__RECORDS SHOWN__.
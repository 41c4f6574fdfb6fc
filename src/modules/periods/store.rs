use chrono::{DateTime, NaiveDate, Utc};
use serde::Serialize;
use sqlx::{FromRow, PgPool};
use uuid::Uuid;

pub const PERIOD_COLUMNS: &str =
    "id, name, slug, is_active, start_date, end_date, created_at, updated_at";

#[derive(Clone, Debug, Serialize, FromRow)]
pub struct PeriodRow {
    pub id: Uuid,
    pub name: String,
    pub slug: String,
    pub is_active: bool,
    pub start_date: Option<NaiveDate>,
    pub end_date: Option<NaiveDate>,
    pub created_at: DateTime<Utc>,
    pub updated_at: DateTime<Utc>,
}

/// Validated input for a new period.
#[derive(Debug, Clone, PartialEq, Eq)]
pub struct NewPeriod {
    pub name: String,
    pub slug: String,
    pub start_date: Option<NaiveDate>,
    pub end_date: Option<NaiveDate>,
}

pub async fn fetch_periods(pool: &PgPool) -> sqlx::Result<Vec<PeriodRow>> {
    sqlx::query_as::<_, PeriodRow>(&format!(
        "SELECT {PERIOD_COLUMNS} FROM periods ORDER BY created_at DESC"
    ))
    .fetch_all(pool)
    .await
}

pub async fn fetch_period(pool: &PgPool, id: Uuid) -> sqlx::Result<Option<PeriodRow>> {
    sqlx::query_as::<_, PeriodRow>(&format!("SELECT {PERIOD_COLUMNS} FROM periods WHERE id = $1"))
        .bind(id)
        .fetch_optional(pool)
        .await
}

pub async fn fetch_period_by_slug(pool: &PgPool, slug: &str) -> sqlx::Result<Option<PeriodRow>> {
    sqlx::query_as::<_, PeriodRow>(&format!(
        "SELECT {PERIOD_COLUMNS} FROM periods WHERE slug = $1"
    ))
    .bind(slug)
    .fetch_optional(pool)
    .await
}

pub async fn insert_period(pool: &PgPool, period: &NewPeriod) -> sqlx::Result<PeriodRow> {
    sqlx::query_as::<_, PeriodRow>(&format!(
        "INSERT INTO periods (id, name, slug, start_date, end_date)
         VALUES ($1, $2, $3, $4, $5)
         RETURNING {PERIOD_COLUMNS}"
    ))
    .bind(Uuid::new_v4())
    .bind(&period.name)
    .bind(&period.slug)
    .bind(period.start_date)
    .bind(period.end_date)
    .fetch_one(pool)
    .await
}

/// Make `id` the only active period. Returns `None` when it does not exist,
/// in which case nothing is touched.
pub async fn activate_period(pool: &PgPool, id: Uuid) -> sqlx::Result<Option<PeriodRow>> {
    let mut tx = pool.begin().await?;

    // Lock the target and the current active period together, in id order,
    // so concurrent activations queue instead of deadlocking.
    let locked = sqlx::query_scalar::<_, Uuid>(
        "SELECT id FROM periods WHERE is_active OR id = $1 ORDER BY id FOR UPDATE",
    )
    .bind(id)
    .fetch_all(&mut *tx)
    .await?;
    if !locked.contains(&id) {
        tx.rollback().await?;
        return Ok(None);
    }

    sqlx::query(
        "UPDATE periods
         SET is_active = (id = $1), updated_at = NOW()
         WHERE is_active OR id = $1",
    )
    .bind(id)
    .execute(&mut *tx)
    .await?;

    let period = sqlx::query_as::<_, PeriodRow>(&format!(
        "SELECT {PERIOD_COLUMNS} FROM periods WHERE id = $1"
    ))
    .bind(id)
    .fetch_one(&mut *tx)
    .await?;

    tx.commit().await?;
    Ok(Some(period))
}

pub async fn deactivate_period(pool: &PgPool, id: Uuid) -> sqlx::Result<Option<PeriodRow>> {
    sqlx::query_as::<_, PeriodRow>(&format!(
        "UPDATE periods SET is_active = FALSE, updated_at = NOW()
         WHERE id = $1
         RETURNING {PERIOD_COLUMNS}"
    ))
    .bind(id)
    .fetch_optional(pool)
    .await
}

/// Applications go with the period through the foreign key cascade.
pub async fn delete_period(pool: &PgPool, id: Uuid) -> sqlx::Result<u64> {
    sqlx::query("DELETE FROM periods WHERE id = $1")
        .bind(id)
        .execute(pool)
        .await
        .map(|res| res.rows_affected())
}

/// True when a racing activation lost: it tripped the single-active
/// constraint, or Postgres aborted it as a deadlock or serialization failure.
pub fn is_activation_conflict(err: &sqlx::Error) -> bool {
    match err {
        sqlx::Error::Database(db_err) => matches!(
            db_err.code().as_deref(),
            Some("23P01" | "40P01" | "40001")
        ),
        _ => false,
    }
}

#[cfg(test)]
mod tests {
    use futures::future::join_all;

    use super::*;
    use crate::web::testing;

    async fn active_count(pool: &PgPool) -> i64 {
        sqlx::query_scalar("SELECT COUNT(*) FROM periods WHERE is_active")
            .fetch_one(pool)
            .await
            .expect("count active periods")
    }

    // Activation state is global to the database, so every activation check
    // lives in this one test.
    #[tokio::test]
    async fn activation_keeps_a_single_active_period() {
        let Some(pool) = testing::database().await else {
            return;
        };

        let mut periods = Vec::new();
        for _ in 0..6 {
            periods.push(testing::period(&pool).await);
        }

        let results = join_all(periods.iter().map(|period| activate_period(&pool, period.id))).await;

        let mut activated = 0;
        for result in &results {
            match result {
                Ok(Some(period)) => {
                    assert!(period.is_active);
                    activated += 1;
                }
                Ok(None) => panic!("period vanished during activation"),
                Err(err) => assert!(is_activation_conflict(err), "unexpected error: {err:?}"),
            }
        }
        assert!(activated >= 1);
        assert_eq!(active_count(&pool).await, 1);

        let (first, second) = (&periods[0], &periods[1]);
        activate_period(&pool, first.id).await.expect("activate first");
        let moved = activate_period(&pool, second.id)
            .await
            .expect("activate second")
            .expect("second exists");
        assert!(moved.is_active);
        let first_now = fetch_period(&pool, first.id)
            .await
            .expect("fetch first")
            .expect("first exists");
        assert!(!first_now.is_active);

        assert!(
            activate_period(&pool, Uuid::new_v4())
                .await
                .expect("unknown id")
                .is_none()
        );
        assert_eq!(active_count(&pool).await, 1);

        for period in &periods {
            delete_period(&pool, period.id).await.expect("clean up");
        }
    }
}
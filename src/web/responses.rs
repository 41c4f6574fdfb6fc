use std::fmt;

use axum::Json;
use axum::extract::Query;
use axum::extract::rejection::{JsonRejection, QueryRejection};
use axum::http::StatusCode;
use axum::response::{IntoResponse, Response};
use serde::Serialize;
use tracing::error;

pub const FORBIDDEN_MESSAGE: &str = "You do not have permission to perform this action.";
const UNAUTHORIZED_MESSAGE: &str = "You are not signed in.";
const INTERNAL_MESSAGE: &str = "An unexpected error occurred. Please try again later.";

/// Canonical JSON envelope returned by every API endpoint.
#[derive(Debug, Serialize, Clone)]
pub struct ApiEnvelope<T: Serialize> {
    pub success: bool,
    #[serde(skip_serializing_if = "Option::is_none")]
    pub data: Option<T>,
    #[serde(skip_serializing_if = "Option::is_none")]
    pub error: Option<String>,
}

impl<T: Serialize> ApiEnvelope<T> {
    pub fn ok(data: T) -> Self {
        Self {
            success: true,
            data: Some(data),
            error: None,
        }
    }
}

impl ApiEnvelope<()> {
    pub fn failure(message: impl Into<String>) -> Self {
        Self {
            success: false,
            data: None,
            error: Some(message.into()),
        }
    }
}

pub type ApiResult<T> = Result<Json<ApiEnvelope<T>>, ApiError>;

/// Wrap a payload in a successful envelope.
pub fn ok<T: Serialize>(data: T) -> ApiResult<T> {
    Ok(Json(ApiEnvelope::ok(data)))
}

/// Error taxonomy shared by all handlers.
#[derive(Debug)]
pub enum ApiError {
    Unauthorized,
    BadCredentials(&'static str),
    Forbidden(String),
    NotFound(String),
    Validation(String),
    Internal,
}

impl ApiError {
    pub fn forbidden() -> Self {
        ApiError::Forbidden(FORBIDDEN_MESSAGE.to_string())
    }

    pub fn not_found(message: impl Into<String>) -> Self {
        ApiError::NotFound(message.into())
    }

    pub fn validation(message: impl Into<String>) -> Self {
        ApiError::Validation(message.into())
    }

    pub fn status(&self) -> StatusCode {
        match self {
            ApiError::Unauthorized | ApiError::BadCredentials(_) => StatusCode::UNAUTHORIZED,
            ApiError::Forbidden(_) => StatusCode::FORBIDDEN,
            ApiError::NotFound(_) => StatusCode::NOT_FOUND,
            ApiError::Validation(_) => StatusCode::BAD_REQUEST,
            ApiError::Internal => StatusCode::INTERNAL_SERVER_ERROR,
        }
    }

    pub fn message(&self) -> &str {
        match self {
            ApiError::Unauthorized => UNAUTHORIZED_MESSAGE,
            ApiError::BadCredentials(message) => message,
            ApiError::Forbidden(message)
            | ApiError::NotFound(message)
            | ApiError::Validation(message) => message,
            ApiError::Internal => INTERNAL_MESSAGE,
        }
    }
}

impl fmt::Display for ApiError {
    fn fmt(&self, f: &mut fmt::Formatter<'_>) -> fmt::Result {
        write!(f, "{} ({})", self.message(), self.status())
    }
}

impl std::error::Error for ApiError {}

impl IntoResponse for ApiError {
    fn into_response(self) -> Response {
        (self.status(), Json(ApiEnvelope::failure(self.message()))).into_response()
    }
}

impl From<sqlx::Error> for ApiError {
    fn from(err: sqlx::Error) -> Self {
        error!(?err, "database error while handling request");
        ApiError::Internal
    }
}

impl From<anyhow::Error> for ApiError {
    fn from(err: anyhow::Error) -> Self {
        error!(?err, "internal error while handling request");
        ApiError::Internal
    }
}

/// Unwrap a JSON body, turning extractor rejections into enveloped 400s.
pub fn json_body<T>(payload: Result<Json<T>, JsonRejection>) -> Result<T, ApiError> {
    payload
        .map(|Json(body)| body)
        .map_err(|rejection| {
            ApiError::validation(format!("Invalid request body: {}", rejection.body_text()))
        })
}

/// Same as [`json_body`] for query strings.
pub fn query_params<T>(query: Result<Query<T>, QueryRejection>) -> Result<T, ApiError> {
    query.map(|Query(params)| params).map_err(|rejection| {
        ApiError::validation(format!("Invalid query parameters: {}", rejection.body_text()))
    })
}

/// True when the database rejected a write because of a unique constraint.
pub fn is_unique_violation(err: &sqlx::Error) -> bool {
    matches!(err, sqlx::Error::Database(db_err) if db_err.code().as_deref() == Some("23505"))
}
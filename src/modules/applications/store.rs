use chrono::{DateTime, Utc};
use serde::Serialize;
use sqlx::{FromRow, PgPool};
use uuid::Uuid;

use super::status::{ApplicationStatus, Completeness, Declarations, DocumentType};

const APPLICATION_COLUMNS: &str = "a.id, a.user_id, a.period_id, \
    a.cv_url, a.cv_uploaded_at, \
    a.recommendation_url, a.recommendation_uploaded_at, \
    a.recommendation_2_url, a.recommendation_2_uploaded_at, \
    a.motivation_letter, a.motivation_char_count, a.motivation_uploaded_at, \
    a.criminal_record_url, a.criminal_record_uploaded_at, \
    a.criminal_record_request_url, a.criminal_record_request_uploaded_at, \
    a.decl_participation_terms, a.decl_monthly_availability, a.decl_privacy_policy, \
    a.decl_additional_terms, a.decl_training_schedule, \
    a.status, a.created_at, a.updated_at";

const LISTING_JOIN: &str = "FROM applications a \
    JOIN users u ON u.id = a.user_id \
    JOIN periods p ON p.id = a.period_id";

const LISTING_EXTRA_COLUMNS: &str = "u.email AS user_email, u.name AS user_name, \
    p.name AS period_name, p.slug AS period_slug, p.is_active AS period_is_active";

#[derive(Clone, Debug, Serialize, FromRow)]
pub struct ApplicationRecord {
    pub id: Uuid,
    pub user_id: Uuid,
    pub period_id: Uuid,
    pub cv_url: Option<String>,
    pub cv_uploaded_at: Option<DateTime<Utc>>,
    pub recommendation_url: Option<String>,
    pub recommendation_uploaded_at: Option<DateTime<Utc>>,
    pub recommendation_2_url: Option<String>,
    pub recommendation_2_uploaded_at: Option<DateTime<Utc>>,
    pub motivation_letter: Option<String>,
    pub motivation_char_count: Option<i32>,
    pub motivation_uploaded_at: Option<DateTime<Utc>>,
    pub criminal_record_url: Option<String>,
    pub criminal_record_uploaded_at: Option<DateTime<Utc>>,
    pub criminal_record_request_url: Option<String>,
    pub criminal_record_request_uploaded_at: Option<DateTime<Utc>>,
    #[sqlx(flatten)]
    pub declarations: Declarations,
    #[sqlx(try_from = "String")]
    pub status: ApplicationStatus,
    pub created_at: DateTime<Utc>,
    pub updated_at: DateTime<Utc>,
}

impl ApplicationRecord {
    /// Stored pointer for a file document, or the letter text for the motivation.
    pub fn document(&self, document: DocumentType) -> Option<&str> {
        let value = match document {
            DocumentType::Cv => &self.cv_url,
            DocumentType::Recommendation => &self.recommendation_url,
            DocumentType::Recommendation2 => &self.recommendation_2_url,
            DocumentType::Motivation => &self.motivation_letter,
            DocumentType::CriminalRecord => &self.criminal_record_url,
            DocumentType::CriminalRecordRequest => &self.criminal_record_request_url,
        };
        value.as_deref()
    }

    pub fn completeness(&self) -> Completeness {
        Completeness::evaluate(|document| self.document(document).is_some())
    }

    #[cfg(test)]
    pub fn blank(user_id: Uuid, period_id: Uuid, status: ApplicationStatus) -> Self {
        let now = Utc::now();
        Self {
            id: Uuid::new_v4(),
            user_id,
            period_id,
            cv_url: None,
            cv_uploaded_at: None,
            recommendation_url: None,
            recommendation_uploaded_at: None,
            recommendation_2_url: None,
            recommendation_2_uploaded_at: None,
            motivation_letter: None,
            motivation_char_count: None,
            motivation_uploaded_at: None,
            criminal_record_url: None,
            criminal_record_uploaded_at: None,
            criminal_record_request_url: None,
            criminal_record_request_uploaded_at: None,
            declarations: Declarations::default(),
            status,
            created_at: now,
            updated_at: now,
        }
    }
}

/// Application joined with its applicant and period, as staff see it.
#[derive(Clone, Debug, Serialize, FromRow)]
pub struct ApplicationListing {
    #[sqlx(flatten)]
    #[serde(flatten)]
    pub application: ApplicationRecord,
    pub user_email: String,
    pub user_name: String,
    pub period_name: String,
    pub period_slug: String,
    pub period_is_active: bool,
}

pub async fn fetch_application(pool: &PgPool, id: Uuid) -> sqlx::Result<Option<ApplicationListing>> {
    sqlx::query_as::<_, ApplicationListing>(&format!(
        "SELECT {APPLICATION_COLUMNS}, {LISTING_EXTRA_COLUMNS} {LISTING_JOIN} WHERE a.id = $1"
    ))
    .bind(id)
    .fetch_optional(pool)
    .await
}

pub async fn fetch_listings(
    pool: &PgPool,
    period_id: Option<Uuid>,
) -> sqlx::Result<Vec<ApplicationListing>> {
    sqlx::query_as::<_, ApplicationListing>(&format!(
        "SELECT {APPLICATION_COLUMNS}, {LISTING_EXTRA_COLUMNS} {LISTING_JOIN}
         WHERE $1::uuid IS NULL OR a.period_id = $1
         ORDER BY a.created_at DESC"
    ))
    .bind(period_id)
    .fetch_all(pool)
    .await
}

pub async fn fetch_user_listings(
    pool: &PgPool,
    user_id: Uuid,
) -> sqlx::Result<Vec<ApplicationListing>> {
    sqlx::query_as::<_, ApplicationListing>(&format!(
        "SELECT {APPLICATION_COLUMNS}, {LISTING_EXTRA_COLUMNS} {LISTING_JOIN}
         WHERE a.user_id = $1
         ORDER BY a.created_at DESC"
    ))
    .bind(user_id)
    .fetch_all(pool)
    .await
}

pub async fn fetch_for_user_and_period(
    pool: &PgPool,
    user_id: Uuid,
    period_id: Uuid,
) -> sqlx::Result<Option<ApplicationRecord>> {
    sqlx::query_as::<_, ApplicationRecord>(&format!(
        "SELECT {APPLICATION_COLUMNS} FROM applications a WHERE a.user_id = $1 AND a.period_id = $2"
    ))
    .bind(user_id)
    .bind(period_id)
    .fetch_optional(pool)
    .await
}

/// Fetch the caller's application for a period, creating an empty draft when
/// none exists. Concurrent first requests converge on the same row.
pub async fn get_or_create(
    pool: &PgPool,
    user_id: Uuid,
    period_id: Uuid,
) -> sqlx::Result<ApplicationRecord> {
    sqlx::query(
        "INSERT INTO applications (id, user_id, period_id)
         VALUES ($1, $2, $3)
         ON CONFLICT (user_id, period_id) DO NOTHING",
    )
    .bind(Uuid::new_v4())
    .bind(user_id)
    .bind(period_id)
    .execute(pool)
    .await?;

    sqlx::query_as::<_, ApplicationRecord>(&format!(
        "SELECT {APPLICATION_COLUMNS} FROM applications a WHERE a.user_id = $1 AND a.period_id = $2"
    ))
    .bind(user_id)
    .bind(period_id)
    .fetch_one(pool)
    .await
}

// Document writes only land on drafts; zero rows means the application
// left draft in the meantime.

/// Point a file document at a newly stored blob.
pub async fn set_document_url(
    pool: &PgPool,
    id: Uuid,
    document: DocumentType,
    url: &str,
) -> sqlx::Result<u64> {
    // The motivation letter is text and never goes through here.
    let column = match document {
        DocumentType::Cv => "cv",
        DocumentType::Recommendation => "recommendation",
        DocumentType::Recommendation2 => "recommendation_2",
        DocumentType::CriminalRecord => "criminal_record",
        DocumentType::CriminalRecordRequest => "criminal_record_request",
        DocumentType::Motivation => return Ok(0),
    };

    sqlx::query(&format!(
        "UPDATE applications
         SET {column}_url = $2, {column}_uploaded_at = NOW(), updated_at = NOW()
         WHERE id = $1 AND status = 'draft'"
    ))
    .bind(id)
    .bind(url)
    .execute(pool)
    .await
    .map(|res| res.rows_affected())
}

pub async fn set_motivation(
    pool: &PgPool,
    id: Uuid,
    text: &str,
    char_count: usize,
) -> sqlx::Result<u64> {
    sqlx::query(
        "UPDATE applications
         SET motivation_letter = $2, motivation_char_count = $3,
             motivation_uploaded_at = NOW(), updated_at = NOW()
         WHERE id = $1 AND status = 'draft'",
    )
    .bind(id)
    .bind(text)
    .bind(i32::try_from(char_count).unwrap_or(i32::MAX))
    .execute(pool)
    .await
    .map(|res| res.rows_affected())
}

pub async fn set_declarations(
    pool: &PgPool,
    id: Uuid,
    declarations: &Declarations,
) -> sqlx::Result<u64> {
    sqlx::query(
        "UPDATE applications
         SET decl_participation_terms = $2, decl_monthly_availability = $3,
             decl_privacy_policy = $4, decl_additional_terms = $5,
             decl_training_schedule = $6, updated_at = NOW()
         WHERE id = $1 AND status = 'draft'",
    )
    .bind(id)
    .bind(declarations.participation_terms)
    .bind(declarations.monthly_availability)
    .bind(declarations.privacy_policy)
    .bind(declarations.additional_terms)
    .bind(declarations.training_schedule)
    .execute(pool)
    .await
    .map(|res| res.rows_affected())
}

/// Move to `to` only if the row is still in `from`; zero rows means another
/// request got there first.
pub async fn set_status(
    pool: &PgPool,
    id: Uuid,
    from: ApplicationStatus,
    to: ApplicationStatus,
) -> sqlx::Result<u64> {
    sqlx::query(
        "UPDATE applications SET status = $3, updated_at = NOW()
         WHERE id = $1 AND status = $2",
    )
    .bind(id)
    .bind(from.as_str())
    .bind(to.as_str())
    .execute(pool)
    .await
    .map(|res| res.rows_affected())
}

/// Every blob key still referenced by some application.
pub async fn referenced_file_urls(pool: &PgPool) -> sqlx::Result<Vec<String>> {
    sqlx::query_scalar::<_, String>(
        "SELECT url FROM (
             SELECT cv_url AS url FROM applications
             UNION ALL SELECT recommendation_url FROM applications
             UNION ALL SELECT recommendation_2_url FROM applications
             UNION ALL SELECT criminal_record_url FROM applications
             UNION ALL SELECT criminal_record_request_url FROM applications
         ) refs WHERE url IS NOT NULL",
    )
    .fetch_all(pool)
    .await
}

__EXERCISE GOAL__. Among the entries, how many lines include the word "NULL"? Answer with only the number.

__RESPONSE TO THIS EXERCISE__. 2